# [EXERCISE]
Only the first line of the listing and the lines after it, up to and including the one containing "pub fn init()", should be retyped exactly.
***
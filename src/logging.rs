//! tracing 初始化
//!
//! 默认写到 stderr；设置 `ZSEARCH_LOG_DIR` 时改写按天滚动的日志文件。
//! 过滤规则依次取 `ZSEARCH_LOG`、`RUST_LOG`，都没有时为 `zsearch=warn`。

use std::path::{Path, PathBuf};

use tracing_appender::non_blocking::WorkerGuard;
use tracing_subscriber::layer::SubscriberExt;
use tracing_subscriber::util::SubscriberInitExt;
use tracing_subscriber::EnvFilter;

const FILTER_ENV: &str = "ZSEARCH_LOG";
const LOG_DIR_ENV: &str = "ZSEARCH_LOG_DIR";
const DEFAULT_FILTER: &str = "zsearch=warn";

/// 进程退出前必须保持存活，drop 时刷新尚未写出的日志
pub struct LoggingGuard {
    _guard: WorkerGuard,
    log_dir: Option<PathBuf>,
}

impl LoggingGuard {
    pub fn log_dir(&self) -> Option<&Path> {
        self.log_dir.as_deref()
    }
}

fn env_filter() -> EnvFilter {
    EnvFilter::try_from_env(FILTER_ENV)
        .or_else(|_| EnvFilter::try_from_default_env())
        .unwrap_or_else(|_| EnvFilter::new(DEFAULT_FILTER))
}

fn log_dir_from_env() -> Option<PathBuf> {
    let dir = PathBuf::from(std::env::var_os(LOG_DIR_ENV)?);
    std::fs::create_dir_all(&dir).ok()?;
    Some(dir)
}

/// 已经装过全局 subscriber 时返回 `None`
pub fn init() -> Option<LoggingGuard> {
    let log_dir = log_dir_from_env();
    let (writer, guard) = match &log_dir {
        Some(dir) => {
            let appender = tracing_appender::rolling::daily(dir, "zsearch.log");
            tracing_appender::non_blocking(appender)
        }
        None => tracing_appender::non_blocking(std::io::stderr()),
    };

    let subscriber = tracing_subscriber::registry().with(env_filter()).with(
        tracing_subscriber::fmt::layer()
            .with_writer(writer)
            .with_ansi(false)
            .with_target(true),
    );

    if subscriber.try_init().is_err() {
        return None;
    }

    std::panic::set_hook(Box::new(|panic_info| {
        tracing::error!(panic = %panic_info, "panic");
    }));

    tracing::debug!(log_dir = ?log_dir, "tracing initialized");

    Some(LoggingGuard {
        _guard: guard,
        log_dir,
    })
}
***
# [SOLUTION TO THE PROBLEM]
filename src/logging.rs
//! tracing 初始化
//!
//! 默认写到 stderr；设置 `ZSEARCH_LOG_DIR` 时改写按天滚动的日志文件。
//! 过滤规则依次取 `ZSEARCH_LOG`、`RUST_LOG`，都没有时为 `zsearch=warn`。

use std::path::{Path, PathBuf};

use tracing_appender::non_blocking::WorkerGuard;
use tracing_subscriber::layer::SubscriberExt;
use tracing_subscriber::util::SubscriberInitExt;
use tracing_subscriber::EnvFilter;

const FILTER_ENV: &str = "ZSEARCH_LOG";
const LOG_DIR_ENV: &str = "ZSEARCH_LOG_DIR";
const DEFAULT_FILTER: &str = "zsearch=warn";

/// 进程退出前必须保持存活，drop 时刷新尚未写出的日志
pub struct LoggingGuard {
    _guard: WorkerGuard,
    log_dir: Option<PathBuf>,
}

impl LoggingGuard {
    pub fn log_dir(&self) -> Option<&Path> {
        self.log_dir.as_deref()
    }
}

fn env_filter() -> EnvFilter {
    EnvFilter::try_from_env(FILTER_ENV)
        .or_else(|_| EnvFilter::try_from_default_env())
        .unwrap_or_else(|_| EnvFilter::new(DEFAULT_FILTER))
}

fn log_dir_from_env() -> Option<PathBuf> {
    let dir = PathBuf::from(std::env::var_os(LOG_DIR_ENV)?);
    std::fs::create_dir_all(&dir).ok()?;
    Some(dir)
}

/// 已经装过全局 subscriber 时返回 `None`
pub fn init() -> Option<LoggingGuard> {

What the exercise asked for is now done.